O wynagrodzeniu za pomoc prawną udzieloną pozwanemu z urzędu w postępowaniu apelacyjnym orzeczono jak w pkt 2 sentencji według zasady odpowiedzialności za wynik postępowania określonej w art. 98 § 1 k.p.c., w zw. z art. 29 ust. 1 ustawy z dnia 26 maja 1982 r. Prawo o adwokaturze, a co do wysokości zgodnie z stawkami określonym w § 2 pkt 7 oraz § 10 ust. 1 pkt 2 rozporządzenia Ministra Sprawiedliwości z dnia 3 października 2016 r. zmieniającego rozporządzenie w sprawie opłat za czynności adwokackie (Dz. U. z 2016 r. poz. 1668), w wysokości 100% stawki minimalnej, tj. w kwocie 10.800 zł, wobec faktu, że w pierwszej instancji nie prowadził sprawy ten sam adwokat.

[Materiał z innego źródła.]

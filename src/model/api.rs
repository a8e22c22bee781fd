use std::collections::BTreeMap;

use serde::{Deserialize, Serialize};

/// The response when an error occurs with an API request
#[derive(Debug, Serialize, Deserialize, utoipa::ToSchema)]
pub struct ErrorDto {
    /// The error message
    pub error: String,
}

/// The response when one or more submitted form fields fail validation
#[derive(Debug, Serialize, Deserialize, utoipa::ToSchema)]
pub struct ValidationErrorDto {
    /// Failure messages keyed by field name
    pub errors: BTreeMap<String, Vec<String>>,
}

W zakresie wysokości wynagrodzenia za pomoc prawna z urzędu istotna jest nadto następująca uwaga. Wynagrodzenie to określone zostało według cyt. wyżej rozporządzenia, czyli tzw. normalnej taksy, a nie według niższych stawek określonych w rozporządzenia Ministra Sprawiedliwości z dnia 3 października 2016 r. w sprawie ponoszenia przez Skarb Państwa kosztów nieopłaconej pomocy prawnej udzielonej przez adwokata z urzędu (Dz.U. poz. 1714) uznając, że różnicowanie tych stawek za dokonywanie porównywalnych czynności jest niekonstytucyjne.